Obsesión: “No puedo sentarme entre dos personas. Sólo puedo hacerlo en las cabeceras y cerca de la puerta”
Gigantes fraternales
Una teoría sobre el desarrollo injusto, así pensó llamarla entre sus colegas. Era una proposición muy interesante para ella pero que jamás tuvo cabida en su familia. Estaba claro que los beneficiarios de las hipótesis, sus hermanos en este caso, nunca se obsesionan con ellas. Sólo los que sufren los dogmas, ella y todas las como ella, pueden ser esclavos de la propia fascinación intelectual de querer explicar lo inexplicable: El porqué del tamaño de su padre, grotesco, o la razón de lo diminuto de su madre, sutil y frágil, o la causa incierta del traspaso con copia paradójica y casi perfecta, de todas esas desmedidas de generación en generación.
Miguel y Pablo eran mellizos, entraron a la primaria midiendo metro sesenta y cuando la terminaron ya medían un poco más de dos metros. Ella tenía siete años cuando los vio nacer en la caja de la camioneta familiar, pero cuando finalmente llegaron al hospital, tres horas después del accidentado nacimiento, se dio cuenta que ya habían crecido mucho más de lo aceptable. Tanto, que ella pensó que si se hubiera retasado el parto unos minutos más, jamás hubieran podido salir de aquel pequeño magullado útero.
Los gigantes no tenían maldad pero sabían perfectamente bien las bondades de su ventaja diferencial y gozaban molestando a su hermana mayor apenas la superaron en altura. Eso pasó cuando cumplieron cinco años, evento que coincidió, aunque ella ya no creía en paradojas, con su primera menstruación.
Las bromas eran físicas, no podían ser de otra manera, y simplemente se basaban en restricciones de movilidad. Ellos funcionaban como vallas cada día más difíciles de superar. Le cortaban el paso, la obligaban a dar vueltas para evitarlos, le tapaban la vista en el auto, niñerías ingenuas que haber seguido así ella podría haber aprendido a amarlos toda la vida. Y quizás lo que terminó pasando no fue responsabilidad consiente de los gigantes pero a ella la marcó para siempre.
La abuela volvía milagrosamente a cumplir años, por eso decidieron, nunca supo bien quien tuvo la idea, que el festejo incluyera a primos y primos segundos. Eso hizo que tuvieran que expandir la mesa familiar a su máxima extensión y aún así los veinte comensales entraron más que apretados en sus asientos. A pesar que hizo todo lo posible para sentarse cerca de su primo Alberto, pequeño y apuesto, su madre la mandó a buscar las servilletas que los mellizos se olvidaron de poner y cuando volvió, el único lugar libre que le quedó fue en el medio de la mesa, entre sus graciosos hermanos y de espaldas, casi pegada a la pared. Dos tíos, una prima, un primo y uno de sus hermanos tuvieron que levantarse para que ella llegara a su lugar y encima de la incomodidad de todo el movimiento se dio cuenta al llegar a su lugar, apenas se sentó, que debería haber pasado antes por el baño.
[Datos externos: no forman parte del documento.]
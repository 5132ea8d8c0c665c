//! Standard-library metadata (`AutocompleteMetadata.xml`).
//!
//! The document lists Lua libraries (`math`, `string`, `task`, ...) and Roblox
//! data types (`Vector3`, `CFrame`, ...).  Parameter and return types are
//! encoded as element tag names, e.g. `<number name="x"/>`.

use roxmltree::{Document, Node};

use crate::error::Result;

/// Converts a metadata tag name to the Luau type it stands for.
pub fn luau_type(tag: &str) -> &str {
    match tag {
        "bool" => "boolean",
        "RobloxScriptConnection" => "RBXScriptConnection",
        "variant" | "value" => "any",
        other => other,
    }
}

#[derive(Debug, Clone, Default, PartialEq, Eq)]
pub struct LibraryMetadata {
    pub libraries: Vec<LuaLibrary>,
    pub structs: Vec<ItemStruct>,
}

#[derive(Debug, Clone, PartialEq, Eq)]
pub struct LuaLibrary {
    pub name: String,
    pub description: Option<String>,
    pub functions: Vec<LibFunction>,
    pub properties: Vec<LibProperty>,
}

#[derive(Debug, Clone, PartialEq, Eq)]
pub struct ItemStruct {
    pub name: String,
    pub functions: Vec<LibFunction>,
    pub properties: Vec<LibProperty>,
}

#[derive(Debug, Clone, PartialEq, Eq)]
pub struct LibFunction {
    pub name: String,
    pub is_static: bool,
    pub parameters: Vec<LibParam>,
    pub returns: Vec<String>,
    pub description: Option<String>,
}

#[derive(Debug, Clone, PartialEq, Eq)]
pub struct LibParam {
    pub name: String,
    pub type_name: String,
    pub optional: bool,
}

#[derive(Debug, Clone, PartialEq, Eq)]
pub struct LibProperty {
    pub name: String,
    pub type_name: String,
    pub description: Option<String>,
}

impl LibraryMetadata {
    pub fn library(&self, name: &str) -> Option<&LuaLibrary> {
        self.libraries.iter().find(|l| l.name == name)
    }

    pub fn item_struct(&self, name: &str) -> Option<&ItemStruct> {
        self.structs.iter().find(|s| s.name == name)
    }
}

impl LuaLibrary {
    pub fn function(&self, name: &str) -> Option<&LibFunction> {
        self.functions.iter().find(|f| f.name == name)
    }

    pub fn property(&self, name: &str) -> Option<&LibProperty> {
        self.properties.iter().find(|p| p.name == name)
    }
}

impl ItemStruct {
    pub fn constructors(&self) -> impl Iterator<Item = &LibFunction> {
        self.functions.iter().filter(|f| f.is_static)
    }

    pub fn methods(&self) -> impl Iterator<Item = &LibFunction> {
        self.functions.iter().filter(|f| !f.is_static)
    }

    pub fn static_function(&self, name: &str) -> Option<&LibFunction> {
        self.constructors().find(|f| f.name == name)
    }
}

impl LibFunction {
    /// `name: type, other: type?`
    pub fn parameter_list(&self) -> String {
        self.parameters
            .iter()
            .map(|p| format!("{}: {}{}", p.name, p.type_name, if p.optional { "?" } else { "" }))
            .collect::<Vec<_>>()
            .join(", ")
    }

    /// Full signature with `qualifier` in front of the name, e.g.
    /// `signature("math.")` → `math.clamp(x: number, ...): number`.
    pub fn signature(&self, qualifier: &str) -> String {
        let mut sig = format!("{qualifier}{}({})", self.name, self.parameter_list());
        if !self.returns.is_empty() {
            sig.push_str(": ");
            sig.push_str(&self.returns.join(", "));
        }
        sig
    }

    /// Insert text with one tab stop per parameter: `clamp(${1:x}, ${2:min})`.
    pub fn snippet(&self, callee: &str) -> String {
        let args = self
            .parameters
            .iter()
            .enumerate()
            .map(|(i, p)| format!("${{{}:{}}}", i + 1, p.name))
            .collect::<Vec<_>>()
            .join(", ");
        format!("{callee}({args})")
    }
}

// ── Parsing ───────────────────────────────────────────────────────────────

pub fn parse_metadata(xml: &str) -> Result<LibraryMetadata> {
    let doc = Document::parse(xml)?;
    let mut meta = LibraryMetadata::default();

    for node in doc.descendants().filter(|n| n.is_element()) {
        match node.tag_name().name() {
            "LuaLibrary" => {
                let Some(name) = node.attribute("name") else {
                    log::debug!("skipping LuaLibrary without a name");
                    continue;
                };
                meta.libraries.push(LuaLibrary {
                    name: name.to_string(),
                    description: node.attribute("description").map(str::to_string),
                    functions: functions_of(&node),
                    properties: properties_of(&node),
                });
            }
            "ItemStruct" => {
                let Some(name) = node.attribute("name") else {
                    log::debug!("skipping ItemStruct without a name");
                    continue;
                };
                meta.structs.push(ItemStruct {
                    name: name.to_string(),
                    functions: functions_of(&node),
                    properties: properties_of(&node),
                });
            }
            _ => {}
        }
    }

    log::debug!(
        "parsed autocomplete metadata: {} libraries, {} structs",
        meta.libraries.len(),
        meta.structs.len()
    );
    Ok(meta)
}

fn functions_of(owner: &Node<'_, '_>) -> Vec<LibFunction> {
    owner
        .descendants()
        .filter(|n| n.is_element() && n.has_tag_name("Function"))
        .filter_map(|f| {
            let name = f.attribute("name")?;
            let parameters = child_element(&f, "parameters")
                .map(|params| {
                    params
                        .children()
                        .filter(Node::is_element)
                        .map(|p| LibParam {
                            name: p.attribute("name").unwrap_or("arg").to_string(),
                            type_name: luau_type(p.tag_name().name()).to_string(),
                            optional: p.attribute("optional") == Some("true"),
                        })
                        .collect()
                })
                .unwrap_or_default();
            let returns = child_element(&f, "returns")
                .map(|ret| {
                    ret.children()
                        .filter(Node::is_element)
                        .map(|r| match r.attribute("name") {
                            Some("...") => "...".to_string(),
                            _ => luau_type(r.tag_name().name()).to_string(),
                        })
                        .collect()
                })
                .unwrap_or_default();
            Some(LibFunction {
                name: name.to_string(),
                is_static: f.attribute("static") == Some("true"),
                parameters,
                returns,
                description: child_element(&f, "description").and_then(|d| dedent(d.text())),
            })
        })
        .collect()
}

fn properties_of(owner: &Node<'_, '_>) -> Vec<LibProperty> {
    let Some(props) = child_element(owner, "Properties") else {
        return vec![];
    };
    props
        .children()
        .filter(Node::is_element)
        .filter_map(|p| {
            Some(LibProperty {
                name: p.attribute("name")?.to_string(),
                type_name: luau_type(p.tag_name().name()).to_string(),
                description: dedent(p.text()),
            })
        })
        .collect()
}

fn child_element<'a, 'input>(
    node: &Node<'a, 'input>,
    name: &str,
) -> Option<Node<'a, 'input>> {
    node.children()
        .find(|n| n.is_element() && n.tag_name().name() == name)
}

/// Strips the XML indentation from multi-line descriptions.
fn dedent(text: Option<&str>) -> Option<String> {
    let text = text?.trim();
    if text.is_empty() {
        return None;
    }
    Some(
        text.lines()
            .map(str::trim_start)
            .collect::<Vec<_>>()
            .join("\n"),
    )
}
Hay un gen que tienen todos los bromistas que les da la capacidad de anticipar los inconvenientes de su presa. Los mellizos lo tenían y supieron en el instante que tenían atrapada a su hermana. Ella en las antípodas de lo espontaneo creyó que mentalmente iba a contralar sus deseos y que aguantaría toda la cena sentada sin demasiados problemas. Pero el pollo estaba picante y Miguel no paró de servirle agua durante todo el suplicio. Una sola vez intentó pararse pero las manos, por debajo de la mesa, de sus elefantiásicos acompañantes la volvieron en el acto a su lugar.
Haberse entregado sin luchar con lo gigantes, sin levantar la voz, empapando una falda blanca que nunca volvió a usar no era el problema. Había caído derrotada por lo indeseable, por el descontrol, por su propio pequeño cuerpo y supo que eso marcaría toda su vida futura de tantas formas, que siempre le pareció inofensiva, como un resabio inútil de un mal mayor, la manía de sentarse en la cabecera de cualquier mesa.